:: RAW DATA ::
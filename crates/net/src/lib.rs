#![deny(clippy::pedantic, unsafe_code)]
#![allow(clippy::module_name_repetitions)]

//! Network operations for sluice
//!
//! Everything needed to pull one inclusive byte range of a remote object:
//! the HTTP client, bearer credentials, the [`RangeSource`] seam, the retry
//! policy and the resumable [`RangeRetryReader`].

mod auth;
mod client;
mod range;
mod reader;
mod retry;
mod source;

pub use auth::{ClientCredentials, CredentialProvider, NoCredentials, StaticToken};
pub use client::{NetClient, NetConfig};
pub use range::{ByteRange, TransferCursor};
pub use reader::RangeRetryReader;
pub use retry::{Backoff, RetryPolicy};
pub use source::{ByteStream, HttpRangeSource, RangeSource};

use sluice_errors::{Error, NetworkError};
use url::Url;

/// Parse and validate a source location
///
/// Relative locations are resolved against `base` when one is configured.
///
/// # Errors
///
/// Returns an error if the location is malformed, relative without a base,
/// or uses a scheme other than http(s).
pub fn parse_url(location: &str, base: Option<&Url>) -> Result<Url, Error> {
    let parsed = match Url::parse(location) {
        Ok(url) => url,
        Err(url::ParseError::RelativeUrlWithoutBase) => match base {
            Some(base) => base
                .join(location)
                .map_err(|e| NetworkError::InvalidUrl(e.to_string()))?,
            None => {
                return Err(NetworkError::InvalidUrl(format!(
                    "{location} is relative and no base URL is configured"
                ))
                .into())
            }
        },
        Err(e) => return Err(NetworkError::InvalidUrl(e.to_string()).into()),
    };

    match parsed.scheme() {
        "http" | "https" => Ok(parsed),
        scheme => Err(NetworkError::InvalidUrl(format!("unsupported scheme {scheme}")).into()),
    }
}
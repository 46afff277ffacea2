use serde::{Deserialize, Serialize};
use std::time::Duration;

use super::FailureContext;

/// Events emitted while pulling a byte range from a remote store
#[derive(Debug, Clone, Serialize, Deserialize)]
#[serde(tag = "type")]
pub enum DownloadEvent {
    /// Transfer started
    Started {
        url: String,
        total_size: u64,
        range: String,
    },

    /// Periodic throughput sample
    Progress {
        label: String,
        bytes_transferred: u64,
        /// Bytes per second over the last sampling period
        rate_bytes_per_sec: f64,
    },

    /// Reconnecting from the last delivered byte
    Resuming {
        url: String,
        resume_offset: u64,
        total_size: u64,
        attempt: u32,
    },

    /// A retryable failure occurred and the reader is backing off
    Retrying {
        url: String,
        attempt: u32,
        max_attempts: u32,
        reason: String,
        backoff_delay: Duration,
    },

    /// All retry attempts exhausted
    RetryExhausted {
        url: String,
        total_attempts: u32,
        final_error: String,
    },

    /// Transfer completed successfully
    Completed {
        url: String,
        final_size: u64,
        total_time: Duration,
        hash: Option<String>,
    },

    /// Transfer failed
    Failed {
        url: String,
        bytes_downloaded: u64,
        failure: FailureContext,
    },
}

impl DownloadEvent {
    /// Render a byte rate in MiB/s, the unit used for progress lines
    #[must_use]
    pub fn mib_per_sec(rate_bytes_per_sec: f64) -> f64 {
        rate_bytes_per_sec / (1024.0 * 1024.0)
    }
}
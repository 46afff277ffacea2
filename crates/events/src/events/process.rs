use serde::{Deserialize, Serialize};
use std::time::Duration;

/// Lifecycle of the external decryption process
#[derive(Debug, Clone, Serialize, Deserialize)]
#[serde(tag = "type")]
pub enum ProcessEvent {
    /// Child spawned
    Spawned { command: String, pid: Option<u32> },

    /// Child exited; `exit_code` is `None` when terminated by a signal
    Exited {
        exit_code: Option<i32>,
        duration: Duration,
    },

    /// Child was killed after the transfer was abandoned
    Killed { reason: String },

    /// Secret key file deleted after use
    SecretKeyRemoved { path: String },

    /// A cleanup step failed; logged and never fatal
    CleanupFailed { path: String, error: String },
}
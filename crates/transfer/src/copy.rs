//! Bounded copy from the range reader into a sink

use sluice_errors::Error;
use sluice_net::RangeRetryReader;
use tokio::io::{AsyncWrite, AsyncWriteExt};
use tokio_util::sync::CancellationToken;

/// Copy the reader's range into `writer` through one fixed-size buffer
///
/// At most one buffer of data is in flight; a writer that stops accepting
/// bytes stalls the reader with it. Returns the number of bytes copied.
///
/// # Errors
///
/// Propagates reader errors as-is, wraps writer failures as I/O errors and
/// returns `Error::Cancelled` when `cancel` fires mid-write.
pub async fn copy_range<W>(
    reader: &mut RangeRetryReader,
    writer: &mut W,
    buffer_size: usize,
    cancel: &CancellationToken,
) -> Result<u64, Error>
where
    W: AsyncWrite + Unpin + ?Sized,
{
    let mut buf = vec![0u8; buffer_size.max(1)];
    let mut copied = 0u64;

    loop {
        let n = reader.read(&mut buf).await?;
        if n == 0 {
            break;
        }

        tokio::select! {
            biased;
            () = cancel.cancelled() => return Err(Error::Cancelled),
            written = writer.write_all(&buf[..n]) => written?,
        }
        copied += n as u64;
    }

    writer.flush().await?;
    Ok(copied)
}
//! What to transfer and where to put it

use sluice_errors::{Error, TransferError};
use sluice_hash::Hash;
use sluice_net::ByteRange;
use std::path::{Path, PathBuf};
use url::Url;

/// One remote object to land on local disk
///
/// The size is supplied up front; the requested range is always
/// `0..=total_size-1`.
#[derive(Debug, Clone, PartialEq, Eq)]
pub struct TransferRequest {
    source: Url,
    destination: PathBuf,
    range: ByteRange,
    expected_digest: Option<Hash>,
}

impl TransferRequest {
    /// # Errors
    ///
    /// Returns `InvalidRequest` when `total_size` is zero.
    pub fn new(source: Url, destination: impl Into<PathBuf>, total_size: u64) -> Result<Self, Error> {
        let range = ByteRange::whole(total_size).map_err(|_| TransferError::InvalidRequest {
            message: "file size must be at least one byte".to_string(),
        })?;
        Ok(Self {
            source,
            destination: destination.into(),
            range,
            expected_digest: None,
        })
    }

    /// Fail the direct transfer unless the written bytes match `digest`
    #[must_use]
    pub fn with_expected_digest(mut self, digest: Hash) -> Self {
        self.expected_digest = Some(digest);
        self
    }

    #[must_use]
    pub fn source(&self) -> &Url {
        &self.source
    }

    #[must_use]
    pub fn destination(&self) -> &Path {
        &self.destination
    }

    #[must_use]
    pub fn total_size(&self) -> u64 {
        self.range.len()
    }

    #[must_use]
    pub fn expected_digest(&self) -> Option<&Hash> {
        self.expected_digest.as_ref()
    }

    /// The full byte range of the object
    #[must_use]
    pub fn range(&self) -> ByteRange {
        self.range
    }

    /// Short name used in progress lines
    #[must_use]
    pub fn label(&self) -> String {
        self.destination.file_name().map_or_else(
            || self.destination.display().to_string(),
            |name| name.to_string_lossy().into_owned(),
        )
    }
}

/// Where the object should land
///
/// An existing directory gets the last path segment of the source appended.
#[must_use]
pub fn resolve_destination(source: &Url, destination: &Path) -> PathBuf {
    if !destination.is_dir() {
        return destination.to_path_buf();
    }
    let name = source
        .path_segments()
        .and_then(|mut segments| segments.next_back())
        .filter(|segment| !segment.is_empty())
        .unwrap_or("download");
    destination.join(name)
}
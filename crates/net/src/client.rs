//! HTTP client used for ranged GETs and token requests

use reqwest::header::{AUTHORIZATION, RANGE};
use reqwest::{Client, Response};
use sluice_errors::{Error, NetworkError};
use std::time::Duration;
use url::Url;

use crate::range::ByteRange;

/// Network client configuration
#[derive(Debug, Clone)]
pub struct NetConfig {
    pub connect_timeout: Duration,
    /// Maximum idle time between two body chunks
    pub read_timeout: Duration,
    pub pool_idle_timeout: Duration,
    pub user_agent: String,
}

impl Default for NetConfig {
    fn default() -> Self {
        Self {
            connect_timeout: Duration::from_secs(30),
            read_timeout: Duration::from_secs(300),
            pool_idle_timeout: Duration::from_secs(90),
            user_agent: format!("sluice/{}", env!("CARGO_PKG_VERSION")),
        }
    }
}

/// Thin wrapper over a pooled reqwest client
///
/// No request-level retries happen here; resumption is the reader's job
/// because only the reader knows how many bytes were already delivered.
#[derive(Clone)]
pub struct NetClient {
    client: Client,
}

impl NetClient {
    /// Create a new network client
    ///
    /// # Errors
    ///
    /// Returns an error if the underlying reqwest client fails to initialize.
    pub fn new(config: &NetConfig) -> Result<Self, Error> {
        let client = Client::builder()
            .connect_timeout(config.connect_timeout)
            .read_timeout(config.read_timeout)
            .pool_idle_timeout(config.pool_idle_timeout)
            .user_agent(&config.user_agent)
            .build()
            .map_err(|e| NetworkError::ConnectionFailed(e.to_string()))?;

        Ok(Self { client })
    }

    /// Create with default configuration
    ///
    /// # Errors
    ///
    /// Returns an error if the HTTP client cannot be created with default settings.
    pub fn with_defaults() -> Result<Self, Error> {
        Self::new(&NetConfig::default())
    }

    /// Issue `GET url` with `Range: bytes=start-end`
    ///
    /// Only transport failures are errors here; status handling is left to
    /// the caller.
    ///
    /// # Errors
    ///
    /// Returns a network error if the request cannot be sent.
    pub async fn get_range(
        &self,
        url: &Url,
        range: ByteRange,
        bearer_token: Option<&str>,
    ) -> Result<Response, Error> {
        let mut request = self
            .client
            .get(url.clone())
            .header(RANGE, range.header_value());
        if let Some(token) = bearer_token {
            request = request.header(AUTHORIZATION, format!("Bearer {token}"));
        }

        request
            .send()
            .await
            .map_err(|e| map_transport_error(&e, url).into())
    }

    /// Get the underlying reqwest client for advanced usage
    #[must_use]
    pub fn inner(&self) -> &Client {
        &self.client
    }
}

/// Classify a reqwest failure that happened before or while reading a body
pub(crate) fn map_transport_error(error: &reqwest::Error, url: &Url) -> NetworkError {
    if error.is_timeout() {
        NetworkError::Timeout {
            url: url.to_string(),
        }
    } else if error.is_body() || error.is_decode() {
        NetworkError::StreamInterrupted(error.to_string())
    } else {
        NetworkError::ConnectionFailed(error.to_string())
    }
}
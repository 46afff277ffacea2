//! Throughput sampling off the data path

use sluice_errors::{ConfigError, Error};
use sluice_events::{DownloadEvent, EventEmitter, EventSender};
use std::io;
use std::pin::Pin;
use std::sync::atomic::{AtomicU64, Ordering};
use std::sync::Arc;
use std::task::{Context, Poll};
use std::time::Duration;
use tokio::io::AsyncWrite;
use tokio::task::JoinHandle;
use tokio::time::{Instant, MissedTickBehavior};

/// When the first sample fires and how often after that
#[derive(Debug, Clone, Copy, PartialEq, Eq)]
pub struct ProgressConfig {
    initial_delay: Duration,
    period: Duration,
}

impl ProgressConfig {
    /// # Errors
    ///
    /// Returns `ConfigError::InvalidValue` for a zero period.
    pub fn new(initial_delay: Duration, period: Duration) -> Result<Self, Error> {
        if period.is_zero() {
            return Err(ConfigError::InvalidValue {
                field: "progress.period_secs".to_string(),
                value: "0".to_string(),
            }
            .into());
        }
        Ok(Self {
            initial_delay,
            period,
        })
    }

    #[must_use]
    pub fn initial_delay(&self) -> Duration {
        self.initial_delay
    }

    #[must_use]
    pub fn period(&self) -> Duration {
        self.period
    }
}

impl Default for ProgressConfig {
    fn default() -> Self {
        Self {
            initial_delay: Duration::from_secs(1),
            period: Duration::from_secs(10),
        }
    }
}

/// Cumulative byte count shared by the writer and the sampling task
///
/// Single writer, any number of readers.
#[derive(Debug, Clone, Default)]
pub struct ProgressCounter(Arc<AtomicU64>);

impl ProgressCounter {
    pub fn add(&self, n: u64) {
        self.0.fetch_add(n, Ordering::Relaxed);
    }

    #[must_use]
    pub fn get(&self) -> u64 {
        self.0.load(Ordering::Relaxed)
    }
}

/// Background timer that reports the transfer rate
///
/// The task is aborted when the sampler is stopped or dropped.
#[derive(Debug)]
pub struct ProgressSampler {
    counter: ProgressCounter,
    task: JoinHandle<()>,
}

impl ProgressSampler {
    /// Start sampling; must be called inside a tokio runtime
    #[must_use]
    pub fn start(
        label: impl Into<String>,
        config: ProgressConfig,
        events: Option<EventSender>,
    ) -> Self {
        let counter = ProgressCounter::default();
        let task = tokio::spawn(sample(label.into(), counter.clone(), config, events));
        Self { counter, task }
    }

    #[must_use]
    pub fn counter(&self) -> ProgressCounter {
        self.counter.clone()
    }

    /// Count every byte written through `inner`
    #[must_use]
    pub fn wrap<W>(&self, inner: W) -> ProgressWriter<W> {
        ProgressWriter {
            inner,
            counter: self.counter.clone(),
        }
    }

    /// Stop the timer and return the final byte count
    pub fn stop(self) -> u64 {
        self.task.abort();
        self.counter.get()
    }
}

impl Drop for ProgressSampler {
    fn drop(&mut self) {
        self.task.abort();
    }
}

#[allow(clippy::cast_precision_loss)]
async fn sample(
    label: String,
    counter: ProgressCounter,
    config: ProgressConfig,
    events: Option<EventSender>,
) {
    let mut ticker = tokio::time::interval_at(Instant::now() + config.initial_delay, config.period);
    ticker.set_missed_tick_behavior(MissedTickBehavior::Delay);
    let period = config.period.as_secs_f64();
    let mut last = 0u64;

    loop {
        ticker.tick().await;
        let current = counter.get();
        let rate = current.saturating_sub(last) as f64 / period;
        last = current;

        events.emit_download(DownloadEvent::Progress {
            label: label.clone(),
            bytes_transferred: current,
            rate_bytes_per_sec: rate,
        });
    }
}

/// Write adapter that adds accepted bytes to a [`ProgressCounter`]
#[derive(Debug)]
pub struct ProgressWriter<W> {
    inner: W,
    counter: ProgressCounter,
}

impl<W> ProgressWriter<W> {
    pub fn into_inner(self) -> W {
        self.inner
    }

    pub fn get_ref(&self) -> &W {
        &self.inner
    }
}

impl<W: AsyncWrite + Unpin> AsyncWrite for ProgressWriter<W> {
    fn poll_write(
        mut self: Pin<&mut Self>,
        cx: &mut Context<'_>,
        buf: &[u8],
    ) -> Poll<io::Result<usize>> {
        let this = &mut *self;
        let poll = Pin::new(&mut this.inner).poll_write(cx, buf);
        if let Poll::Ready(Ok(n)) = &poll {
            this.counter.add(*n as u64);
        }
        poll
    }

    fn poll_flush(mut self: Pin<&mut Self>, cx: &mut Context<'_>) -> Poll<io::Result<()>> {
        Pin::new(&mut self.inner).poll_flush(cx)
    }

    fn poll_shutdown(mut self: Pin<&mut Self>, cx: &mut Context<'_>) -> Poll<io::Result<()>> {
        Pin::new(&mut self.inner).poll_shutdown(cx)
    }
}

#[cfg(test)]
mod tests {
    use super::*;
    use sluice_events::{channel, AppEvent};
    use tokio::io::AsyncWriteExt;

    const MIB: u64 = 1024 * 1024;

    fn progress(event: AppEvent) -> (u64, f64) {
        match event {
            AppEvent::Download(DownloadEvent::Progress {
                bytes_transferred,
                rate_bytes_per_sec,
                ..
            }) => (bytes_transferred, rate_bytes_per_sec),
            other => panic!("unexpected event {other:?}"),
        }
    }

    #[tokio::test(start_paused = true)]
    async fn samples_after_initial_delay_then_every_period() {
        let (tx, mut rx) = channel();
        let started = Instant::now();
        let sampler = ProgressSampler::start("reads.bam", ProgressConfig::default(), Some(tx));
        let counter = sampler.counter();

        counter.add(20 * MIB);
        let (bytes, rate) = progress(rx.recv().await.unwrap());
        assert_eq!(started.elapsed(), Duration::from_secs(1));
        assert_eq!(bytes, 20 * MIB);
        assert!((rate - 2.0 * MIB as f64).abs() < 1.0);

        counter.add(50 * MIB);
        let (bytes, rate) = progress(rx.recv().await.unwrap());
        assert_eq!(started.elapsed(), Duration::from_secs(11));
        assert_eq!(bytes, 70 * MIB);
        assert!((rate - 5.0 * MIB as f64).abs() < 1.0);

        assert_eq!(sampler.stop(), 70 * MIB);
    }

    #[tokio::test(start_paused = true)]
    async fn stopped_sampler_reports_nothing() {
        let (tx, mut rx) = channel();
        let sampler = ProgressSampler::start("x", ProgressConfig::default(), Some(tx));
        sampler.stop();

        tokio::time::sleep(Duration::from_secs(30)).await;
        assert!(rx.try_recv().is_err());
    }

    #[tokio::test]
    async fn writer_counts_accepted_bytes() {
        let sampler = ProgressSampler::start("x", ProgressConfig::default(), None);
        let mut writer = sampler.wrap(Vec::new());
        writer.write_all(b"hello world").await.unwrap();
        writer.flush().await.unwrap();

        assert_eq!(writer.get_ref().as_slice(), b"hello world");
        assert_eq!(sampler.stop(), 11);
    }

    #[test]
    fn zero_period_is_rejected() {
        assert!(ProgressConfig::new(Duration::from_secs(1), Duration::ZERO).is_err());
    }
}
//! The external decryption command and its secret key

use sluice_errors::{Error, TransferError};
use std::borrow::Cow;
use std::path::{Path, PathBuf};
use std::process::Stdio;
use tokio::process::Command;

/// Extension required of secret key files
const SECRET_KEY_EXTENSION: &str = "sec";

/// How to run the decryption tool for one transfer
///
/// The secret key may be plaintext material produced just for this run; the
/// piped transfer deletes it when it finishes.
#[derive(Debug, Clone, PartialEq, Eq)]
pub struct DecryptionContext {
    binary_path: PathBuf,
    secret_key_path: PathBuf,
    shell: Vec<String>,
}

impl DecryptionContext {
    /// # Errors
    ///
    /// Returns `InvalidSecretKey` if the key is missing or lacks the `.sec`
    /// extension, and `InvalidRequest` for an empty shell argv.
    pub fn new(
        binary_path: impl Into<PathBuf>,
        secret_key_path: impl Into<PathBuf>,
        shell: Vec<String>,
    ) -> Result<Self, Error> {
        let secret_key_path = secret_key_path.into();
        let rejected = |message: &str| TransferError::InvalidSecretKey {
            path: secret_key_path.display().to_string(),
            message: message.to_string(),
        };

        if secret_key_path.extension().and_then(|e| e.to_str()) != Some(SECRET_KEY_EXTENSION) {
            return Err(rejected("expected a .sec file").into());
        }
        if !secret_key_path.is_file() {
            return Err(rejected("no such file").into());
        }
        if shell.first().is_none_or(String::is_empty) {
            return Err(TransferError::InvalidRequest {
                message: "decrypt shell must name an interpreter".to_string(),
            }
            .into());
        }

        Ok(Self {
            binary_path: binary_path.into(),
            secret_key_path,
            shell,
        })
    }

    #[must_use]
    pub fn binary_path(&self) -> &Path {
        &self.binary_path
    }

    #[must_use]
    pub fn secret_key_path(&self) -> &Path {
        &self.secret_key_path
    }

    #[must_use]
    pub fn shell(&self) -> &[String] {
        &self.shell
    }

    /// `<binary> decrypt --sk <key> > <destination>`
    #[must_use]
    pub fn decrypt_command(&self, destination: &Path) -> String {
        format!(
            "{} decrypt --sk {} > {}",
            shell_quote(&self.binary_path.to_string_lossy()),
            shell_quote(&self.secret_key_path.to_string_lossy()),
            shell_quote(&destination.to_string_lossy()),
        )
    }

    /// The shell invocation with stdin and stderr piped
    ///
    /// The shell's own stdout is discarded; the tool's output goes to the
    /// destination through the redirect inside the command string.
    pub(crate) fn command(&self, destination: &Path) -> Command {
        let mut command = Command::new(&self.shell[0]);
        command
            .args(&self.shell[1..])
            .arg(self.decrypt_command(destination))
            .stdin(Stdio::piped())
            .stdout(Stdio::null())
            .stderr(Stdio::piped())
            .kill_on_drop(true);
        command
    }
}

/// Single-quote `arg` unless it is made only of shell-safe characters
fn shell_quote(arg: &str) -> Cow<'_, str> {
    let safe = !arg.is_empty()
        && arg
            .chars()
            .all(|c| c.is_ascii_alphanumeric() || "/._-+=:,@%".contains(c));
    if safe {
        Cow::Borrowed(arg)
    } else {
        Cow::Owned(format!("'{}'", arg.replace('\'', r"'\''")))
    }
}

:: AIM OF THE TASK ::
Go through the records above and return each line in which the word "elapsed" occurs.

:: SOLUTION FOR THIS EXERCISE ::
        assert_eq!(started.elapsed(), Duration::from_secs(1));
        assert_eq!(started.elapsed(), Duration::from_secs(11));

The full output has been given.